Ducktails and Itasca at Bowery Ballroom
Friday night’s are usually synonymous with wild partying, but this past Friday was slightly different. Entering the mid-level venue of Bowery Ballroom, I was greeted with sweet acoustic music courtesy of Itasca. The artist, who classifies her own stuff as ‘acid-folk’ plays absolutely devastating melodies backed with a sweet-but-slightly-haunting voice. Similar to some of Cat Powers more minimal offerings, Itasca conveys emotion in pure, singer-songwriter gold.
Ducktails followed, marking the largest crowd Matt Mondanile has played to (with this project anyhow). The singer-guitarist-keyboardist, who’s perhaps better known for his roll in Real Estate, took the crowd through his new album St. Catherine before diving into some older, lesser-played cuts. Highlights of the set included “Headbanging In The Mirror,” “Surreal Exposure,” and a “Killin’ The Vibe” encore. Bassist Josh Da Costa provided some chuckling stage banter in between the shoe-gazing pop composition.

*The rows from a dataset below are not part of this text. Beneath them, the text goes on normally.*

// src/application/usecase/order_usecase.rs
// Checkout validation, order submission and order history lookup

use rust_decimal::Decimal;
use std::sync::Arc;
use tokio::sync::RwLock;

use crate::application::dto::{failure_message, ApplicationError};
use crate::application::state::{RequestSlot, RequestState, RequestStatus};
use crate::application::usecase::cart_usecase::CartLedger;
use crate::domain::models::{CartLine, OrderDraft, OrderItem, PlacedOrder};
use crate::domain::repository::OrderRepository;
use crate::domain::validation::{CheckoutForm, FormField, ValidatedCheckout, ValidationErrors};

pub const DEFAULT_SUBMIT_ERROR: &str = "Failed to place order. Please try again.";
pub const DEFAULT_HISTORY_ERROR: &str = "Failed to fetch order history. Please try again.";

/// What the history view should show
#[derive(Debug, Clone, PartialEq)]
pub enum HistoryOutcome {
    NotQueried,
    Loading,
    Failed(String),
    NoOrders,
    Orders(Vec<PlacedOrder>),
}

#[derive(Debug, Default)]
struct CheckoutDesk {
    form: CheckoutForm,
    errors: ValidationErrors,
}

/// Owns the checkout form, the submit request and the history request.
///
/// Submit and history are tracked separately so a failed lookup never
/// shows up as a failed order, and vice versa.
pub struct OrderLifecycle {
    orders: Arc<dyn OrderRepository>,
    cart: CartLedger,
    desk: RwLock<CheckoutDesk>,
    submit: RequestSlot<String>,
    current_order: RwLock<Option<PlacedOrder>>,
    history: RequestSlot<Vec<PlacedOrder>>,
}

impl OrderLifecycle {
    pub fn new(orders: Arc<dyn OrderRepository>, cart: CartLedger) -> Self {
        Self {
            orders,
            cart,
            desk: RwLock::new(CheckoutDesk::default()),
            submit: RequestSlot::new(),
            current_order: RwLock::new(None),
            history: RequestSlot::new(),
        }
    }

    /// Updates one form field and clears only that field's errors
    pub async fn edit_field(&self, field: FormField, value: &str) {
        let mut desk = self.desk.write().await;
        desk.form.set(field, value);
        desk.errors.clear_field(field);
    }

    pub async fn set_notes(&self, notes: &str) {
        self.desk.write().await.form.notes = notes.to_string();
    }

    pub async fn form(&self) -> CheckoutForm {
        self.desk.read().await.form.clone()
    }

    pub async fn field_errors(&self) -> ValidationErrors {
        self.desk.read().await.errors.clone()
    }

    /// Validates the form and, if it passes, places an order for the
    /// current cart contents.
    ///
    /// The cart is read once, before the request; that snapshot is what
    /// gets ordered. On success exactly the snapshot is taken out of the
    /// cart. On failure the cart is left alone.
    pub async fn submit(&self) -> Result<PlacedOrder, ApplicationError> {
        let checkout = self.validate_form().await?;

        let snapshot = self.cart.snapshot().await;
        if snapshot.is_empty() {
            log::warn!("Refusing to submit an empty cart");
            return Err(ApplicationError::EmptyCart);
        }

        let request = match self.submit.begin() {
            Ok(request) => request,
            Err(_) => {
                log::warn!("Order submission already in flight; ignoring second submit");
                return Err(ApplicationError::SubmitInFlight);
            }
        };

        let draft = build_draft(checkout, snapshot.lines(), snapshot.total());
        log::info!(
            "Placing order: {} item(s), total {}",
            draft.items.len(),
            draft.total_amount
        );

        match self.orders.place_order(&draft).await {
            Ok(order) => {
                self.cart.settle(snapshot.lines()).await;
                *self.current_order.write().await = Some(order.clone());
                request.succeed(order.id.clone())?;
                log::info!("Order {} placed", order.id);
                Ok(order)
            }
            Err(e) => {
                let message = failure_message(&e, DEFAULT_SUBMIT_ERROR);
                log::error!("Failed to place order: {}", e);
                request.fail(message)?;
                Err(ApplicationError::Backend(e))
            }
        }
    }

    /// Looks up past orders. The phone number is sent exactly as given.
    pub async fn query_history(&self, phone_number: &str) -> Result<usize, ApplicationError> {
        let request = match self.history.begin() {
            Ok(request) => request,
            Err(_) => {
                log::warn!("Order history lookup already in flight");
                return Err(ApplicationError::HistoryInFlight);
            }
        };

        log::info!("Fetching order history");
        match self.orders.orders_for_phone(phone_number).await {
            Ok(orders) => {
                let count = orders.len();
                log::info!("Order history: {} order(s)", count);
                request.succeed(orders)?;
                Ok(count)
            }
            Err(e) => {
                let message = failure_message(&e, DEFAULT_HISTORY_ERROR);
                log::error!("Failed to fetch order history: {}", e);
                request.fail(message)?;
                Err(ApplicationError::Backend(e))
            }
        }
    }

    pub async fn submit_state(&self) -> RequestState<String> {
        self.submit.snapshot()
    }

    pub async fn submit_status(&self) -> RequestStatus {
        self.submit.status()
    }

    pub async fn submit_error(&self) -> Option<String> {
        self.submit.error()
    }

    pub async fn current_order(&self) -> Option<PlacedOrder> {
        self.current_order.read().await.clone()
    }

    /// The current order, if it is the one the confirmation view is keyed by
    pub async fn confirmation(&self, order_id: &str) -> Option<PlacedOrder> {
        self.current_order
            .read()
            .await
            .as_ref()
            .filter(|order| order.id == order_id)
            .cloned()
    }

    pub async fn clear_current_order(&self) {
        *self.current_order.write().await = None;
    }

    pub async fn history_state(&self) -> RequestState<Vec<PlacedOrder>> {
        self.history.snapshot()
    }

    pub async fn history_outcome(&self) -> HistoryOutcome {
        self.history.inspect(|state| match state {
            RequestState::Idle => HistoryOutcome::NotQueried,
            RequestState::Loading => HistoryOutcome::Loading,
            RequestState::Failed(message) => HistoryOutcome::Failed(message.clone()),
            RequestState::Succeeded(orders) if orders.is_empty() => HistoryOutcome::NoOrders,
            RequestState::Succeeded(orders) => HistoryOutcome::Orders(orders.clone()),
        })
    }

    async fn validate_form(&self) -> Result<ValidatedCheckout, ApplicationError> {
        let mut desk = self.desk.write().await;
        match desk.form.validate() {
            Ok(checkout) => {
                desk.errors = ValidationErrors::new();
                Ok(checkout)
            }
            Err(errors) => {
                log::debug!("Checkout form rejected: {}", errors);
                desk.errors = errors.clone();
                Err(ApplicationError::Validation(errors))
            }
        }
    }
}

fn build_draft(
    checkout: ValidatedCheckout,
    lines: &[CartLine],
    total: Decimal,
) -> OrderDraft {
    OrderDraft {
        customer_name: checkout.customer_name,
        phone_number: checkout.phone_number,
        notes: checkout.notes,
        items: lines.iter().map(OrderItem::from).collect(),
        total_amount: total,
    }
}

Taylor McFerrin at Central Park SummerStage
Brainfeeder’s Taylor McFerrin looks a lot like label-boss FlyLo when he’s on the APC40 – the two have a similar tendency to rub their noses between button-pressing. But that’s not important, what is important is Taylor McFerrin in middle of NYC’s outdoor oasis: Central Park.
Taylor’s blend of downtempo electronica, hip hop, jazz, and dance music was created along with a healthy dose of improvisation and help with live drummer Marcus Gilmore. The two ripped through tunes from Taylor’s Early Riser LP, exploring the tunes’ depths with a variety of synthesizer and keyboard tricks. At one point, McFerrin even told the crowd, “Alright, we’re going to make a beat from scratch and see what happens.” A 12-minute house-tempo dance party ensued.
Expanded versions of “4am” and “Already There” proved to be other highlights during the hour+ set. The show was an opening bid for Glass Animals, but after Taylor’s set, I chose to daydream in Central Park a little bit instead.